[DATA FOR THE TASK Boundary: Start]

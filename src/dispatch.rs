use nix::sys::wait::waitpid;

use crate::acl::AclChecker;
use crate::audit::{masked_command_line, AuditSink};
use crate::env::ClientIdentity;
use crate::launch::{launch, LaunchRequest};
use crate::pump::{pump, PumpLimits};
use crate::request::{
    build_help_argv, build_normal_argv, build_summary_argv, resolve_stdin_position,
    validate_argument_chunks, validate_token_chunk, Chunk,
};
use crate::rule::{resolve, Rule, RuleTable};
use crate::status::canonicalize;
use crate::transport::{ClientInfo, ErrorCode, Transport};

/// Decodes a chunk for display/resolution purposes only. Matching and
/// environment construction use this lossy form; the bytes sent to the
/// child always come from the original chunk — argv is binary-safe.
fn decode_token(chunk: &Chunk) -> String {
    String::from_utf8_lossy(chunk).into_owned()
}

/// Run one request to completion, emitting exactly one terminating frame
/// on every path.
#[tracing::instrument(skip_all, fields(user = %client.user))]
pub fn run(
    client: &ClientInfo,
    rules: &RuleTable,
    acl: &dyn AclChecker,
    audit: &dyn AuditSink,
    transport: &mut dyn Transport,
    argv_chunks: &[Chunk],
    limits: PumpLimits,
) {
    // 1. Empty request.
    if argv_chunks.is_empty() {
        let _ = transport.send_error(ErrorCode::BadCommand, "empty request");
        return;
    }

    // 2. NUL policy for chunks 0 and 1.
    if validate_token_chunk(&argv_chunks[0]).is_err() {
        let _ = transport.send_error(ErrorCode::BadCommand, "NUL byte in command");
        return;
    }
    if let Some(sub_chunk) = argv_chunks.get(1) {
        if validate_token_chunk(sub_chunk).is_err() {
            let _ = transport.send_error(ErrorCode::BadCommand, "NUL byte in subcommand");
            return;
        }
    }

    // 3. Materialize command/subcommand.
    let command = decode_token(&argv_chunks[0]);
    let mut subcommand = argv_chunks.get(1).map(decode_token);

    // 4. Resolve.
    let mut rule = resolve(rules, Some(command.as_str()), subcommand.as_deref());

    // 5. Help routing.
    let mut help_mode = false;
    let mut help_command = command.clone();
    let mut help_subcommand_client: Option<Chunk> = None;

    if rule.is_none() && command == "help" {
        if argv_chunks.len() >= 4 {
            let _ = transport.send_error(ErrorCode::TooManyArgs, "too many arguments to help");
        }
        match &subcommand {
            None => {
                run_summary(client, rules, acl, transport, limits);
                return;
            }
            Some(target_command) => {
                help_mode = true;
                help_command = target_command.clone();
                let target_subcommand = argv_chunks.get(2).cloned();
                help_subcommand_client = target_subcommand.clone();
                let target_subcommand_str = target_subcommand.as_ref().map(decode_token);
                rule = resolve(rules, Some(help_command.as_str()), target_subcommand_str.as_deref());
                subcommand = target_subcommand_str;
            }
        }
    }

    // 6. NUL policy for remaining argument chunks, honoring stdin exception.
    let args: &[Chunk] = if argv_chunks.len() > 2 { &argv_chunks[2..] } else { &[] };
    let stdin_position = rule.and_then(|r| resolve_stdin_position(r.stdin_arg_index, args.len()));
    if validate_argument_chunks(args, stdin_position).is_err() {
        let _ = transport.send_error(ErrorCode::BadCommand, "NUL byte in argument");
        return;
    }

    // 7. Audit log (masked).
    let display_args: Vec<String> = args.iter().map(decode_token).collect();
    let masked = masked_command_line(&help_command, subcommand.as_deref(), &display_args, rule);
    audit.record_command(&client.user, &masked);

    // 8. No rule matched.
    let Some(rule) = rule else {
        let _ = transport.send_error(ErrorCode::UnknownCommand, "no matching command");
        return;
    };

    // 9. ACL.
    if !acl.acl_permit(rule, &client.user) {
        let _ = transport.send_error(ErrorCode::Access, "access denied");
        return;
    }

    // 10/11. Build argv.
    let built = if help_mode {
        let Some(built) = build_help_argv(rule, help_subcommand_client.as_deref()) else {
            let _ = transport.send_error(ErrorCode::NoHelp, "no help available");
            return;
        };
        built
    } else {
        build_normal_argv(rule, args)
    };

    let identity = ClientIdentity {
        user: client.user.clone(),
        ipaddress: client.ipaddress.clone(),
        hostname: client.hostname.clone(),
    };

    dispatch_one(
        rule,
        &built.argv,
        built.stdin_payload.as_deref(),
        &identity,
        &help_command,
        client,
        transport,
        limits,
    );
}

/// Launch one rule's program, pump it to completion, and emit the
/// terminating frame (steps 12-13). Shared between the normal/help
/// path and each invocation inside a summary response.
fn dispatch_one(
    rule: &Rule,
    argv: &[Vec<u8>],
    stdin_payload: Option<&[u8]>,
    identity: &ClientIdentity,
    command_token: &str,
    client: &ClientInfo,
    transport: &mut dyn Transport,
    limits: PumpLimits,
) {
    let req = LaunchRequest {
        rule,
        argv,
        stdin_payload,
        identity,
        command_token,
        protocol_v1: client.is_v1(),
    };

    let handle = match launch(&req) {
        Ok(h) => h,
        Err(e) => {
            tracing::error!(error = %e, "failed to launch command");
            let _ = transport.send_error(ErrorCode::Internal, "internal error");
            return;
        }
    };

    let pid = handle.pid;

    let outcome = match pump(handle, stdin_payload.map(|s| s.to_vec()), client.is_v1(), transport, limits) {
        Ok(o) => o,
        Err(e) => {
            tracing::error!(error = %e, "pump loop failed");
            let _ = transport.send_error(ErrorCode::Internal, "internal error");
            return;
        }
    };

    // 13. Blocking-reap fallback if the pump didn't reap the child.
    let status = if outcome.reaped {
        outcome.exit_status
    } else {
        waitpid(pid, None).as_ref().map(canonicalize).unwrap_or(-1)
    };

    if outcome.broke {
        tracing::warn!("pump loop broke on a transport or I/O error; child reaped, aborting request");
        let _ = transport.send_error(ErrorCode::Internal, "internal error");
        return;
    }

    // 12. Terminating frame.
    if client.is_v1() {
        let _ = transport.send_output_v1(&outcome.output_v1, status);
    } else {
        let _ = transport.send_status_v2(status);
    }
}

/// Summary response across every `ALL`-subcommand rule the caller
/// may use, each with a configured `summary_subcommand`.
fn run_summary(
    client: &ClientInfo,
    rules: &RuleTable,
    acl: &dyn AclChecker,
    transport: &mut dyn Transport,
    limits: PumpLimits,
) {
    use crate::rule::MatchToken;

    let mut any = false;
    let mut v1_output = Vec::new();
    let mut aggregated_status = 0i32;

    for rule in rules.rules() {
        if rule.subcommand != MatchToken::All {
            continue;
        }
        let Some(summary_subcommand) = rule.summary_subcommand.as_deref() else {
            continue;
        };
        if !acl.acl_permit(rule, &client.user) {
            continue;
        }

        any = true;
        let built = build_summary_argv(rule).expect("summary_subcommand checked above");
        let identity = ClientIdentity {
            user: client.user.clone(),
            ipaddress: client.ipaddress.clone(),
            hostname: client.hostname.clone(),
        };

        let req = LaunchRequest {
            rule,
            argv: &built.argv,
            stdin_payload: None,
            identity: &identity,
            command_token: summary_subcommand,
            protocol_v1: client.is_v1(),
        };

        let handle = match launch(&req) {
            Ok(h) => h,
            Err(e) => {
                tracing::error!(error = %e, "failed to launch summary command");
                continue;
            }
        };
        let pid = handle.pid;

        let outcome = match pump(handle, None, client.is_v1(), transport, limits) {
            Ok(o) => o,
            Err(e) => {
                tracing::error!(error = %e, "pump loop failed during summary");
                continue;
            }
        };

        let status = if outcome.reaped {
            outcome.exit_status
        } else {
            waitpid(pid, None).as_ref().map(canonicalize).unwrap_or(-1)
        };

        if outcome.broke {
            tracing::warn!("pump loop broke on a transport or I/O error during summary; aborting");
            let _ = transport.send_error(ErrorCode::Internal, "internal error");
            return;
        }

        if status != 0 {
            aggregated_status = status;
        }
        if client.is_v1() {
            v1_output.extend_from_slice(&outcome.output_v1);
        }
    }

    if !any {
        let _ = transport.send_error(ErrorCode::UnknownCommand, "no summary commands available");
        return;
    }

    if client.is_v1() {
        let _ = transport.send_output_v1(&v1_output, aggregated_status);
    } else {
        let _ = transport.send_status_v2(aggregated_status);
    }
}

[DATA FOR THE TASK Boundary: End]
[DATA FOR THE TASK Boundary: Start]

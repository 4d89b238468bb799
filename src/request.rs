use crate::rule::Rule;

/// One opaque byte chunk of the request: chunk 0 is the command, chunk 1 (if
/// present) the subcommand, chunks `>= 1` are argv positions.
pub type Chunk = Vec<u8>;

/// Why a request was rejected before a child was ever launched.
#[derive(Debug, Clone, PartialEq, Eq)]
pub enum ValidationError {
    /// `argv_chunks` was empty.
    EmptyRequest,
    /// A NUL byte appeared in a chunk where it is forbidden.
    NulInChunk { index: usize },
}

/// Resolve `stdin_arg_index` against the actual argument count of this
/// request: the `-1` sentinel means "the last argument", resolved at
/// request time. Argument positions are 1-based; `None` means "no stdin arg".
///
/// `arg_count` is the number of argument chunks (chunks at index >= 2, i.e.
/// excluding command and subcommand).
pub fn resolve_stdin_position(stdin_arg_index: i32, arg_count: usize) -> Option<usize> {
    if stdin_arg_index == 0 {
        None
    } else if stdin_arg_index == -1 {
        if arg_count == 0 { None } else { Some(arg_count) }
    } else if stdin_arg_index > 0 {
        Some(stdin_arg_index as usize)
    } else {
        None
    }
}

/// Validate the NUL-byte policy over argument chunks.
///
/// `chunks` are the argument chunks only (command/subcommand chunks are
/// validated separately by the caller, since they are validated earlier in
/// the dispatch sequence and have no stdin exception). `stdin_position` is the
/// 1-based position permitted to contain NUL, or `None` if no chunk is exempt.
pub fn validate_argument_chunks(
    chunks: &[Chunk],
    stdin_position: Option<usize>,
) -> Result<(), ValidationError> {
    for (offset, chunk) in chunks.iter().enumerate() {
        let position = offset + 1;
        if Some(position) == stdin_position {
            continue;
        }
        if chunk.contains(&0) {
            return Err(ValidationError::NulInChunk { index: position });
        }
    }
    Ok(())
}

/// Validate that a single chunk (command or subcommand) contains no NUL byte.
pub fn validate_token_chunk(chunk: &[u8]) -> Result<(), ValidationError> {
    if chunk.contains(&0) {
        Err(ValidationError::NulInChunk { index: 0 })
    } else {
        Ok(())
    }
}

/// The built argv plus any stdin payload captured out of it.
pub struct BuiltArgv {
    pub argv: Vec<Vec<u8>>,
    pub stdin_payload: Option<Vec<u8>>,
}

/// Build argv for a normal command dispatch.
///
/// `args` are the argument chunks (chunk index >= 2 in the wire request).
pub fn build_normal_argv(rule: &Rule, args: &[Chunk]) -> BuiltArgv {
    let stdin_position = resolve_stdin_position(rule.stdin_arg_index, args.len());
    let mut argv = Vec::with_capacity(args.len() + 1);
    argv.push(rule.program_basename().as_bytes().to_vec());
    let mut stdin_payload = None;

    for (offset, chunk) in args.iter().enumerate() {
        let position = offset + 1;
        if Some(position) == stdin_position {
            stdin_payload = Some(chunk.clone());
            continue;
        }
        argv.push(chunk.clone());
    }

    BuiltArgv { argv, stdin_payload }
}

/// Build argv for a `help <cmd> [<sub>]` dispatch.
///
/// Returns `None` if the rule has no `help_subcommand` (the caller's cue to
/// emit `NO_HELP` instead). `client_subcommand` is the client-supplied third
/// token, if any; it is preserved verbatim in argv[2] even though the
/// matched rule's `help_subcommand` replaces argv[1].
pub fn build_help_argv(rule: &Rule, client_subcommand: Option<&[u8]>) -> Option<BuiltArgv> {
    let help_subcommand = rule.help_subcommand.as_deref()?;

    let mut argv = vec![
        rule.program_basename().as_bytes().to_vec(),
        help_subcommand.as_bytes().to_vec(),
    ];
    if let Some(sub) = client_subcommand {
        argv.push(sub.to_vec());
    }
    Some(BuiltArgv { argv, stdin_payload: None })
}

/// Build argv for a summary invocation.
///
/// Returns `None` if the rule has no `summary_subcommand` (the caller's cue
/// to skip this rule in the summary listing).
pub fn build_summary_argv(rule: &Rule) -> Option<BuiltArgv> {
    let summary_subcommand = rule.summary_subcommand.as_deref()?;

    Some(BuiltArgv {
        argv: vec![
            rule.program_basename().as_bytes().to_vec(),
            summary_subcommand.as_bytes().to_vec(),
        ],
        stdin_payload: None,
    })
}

[DATA FOR THE TASK Boundary: End]

If a line in the data above includes the string "NulInChunk", copy it.

    NulInChunk { index: usize },
            return Err(ValidationError::NulInChunk { index: position });
        Err(ValidationError::NulInChunk { index: 0 })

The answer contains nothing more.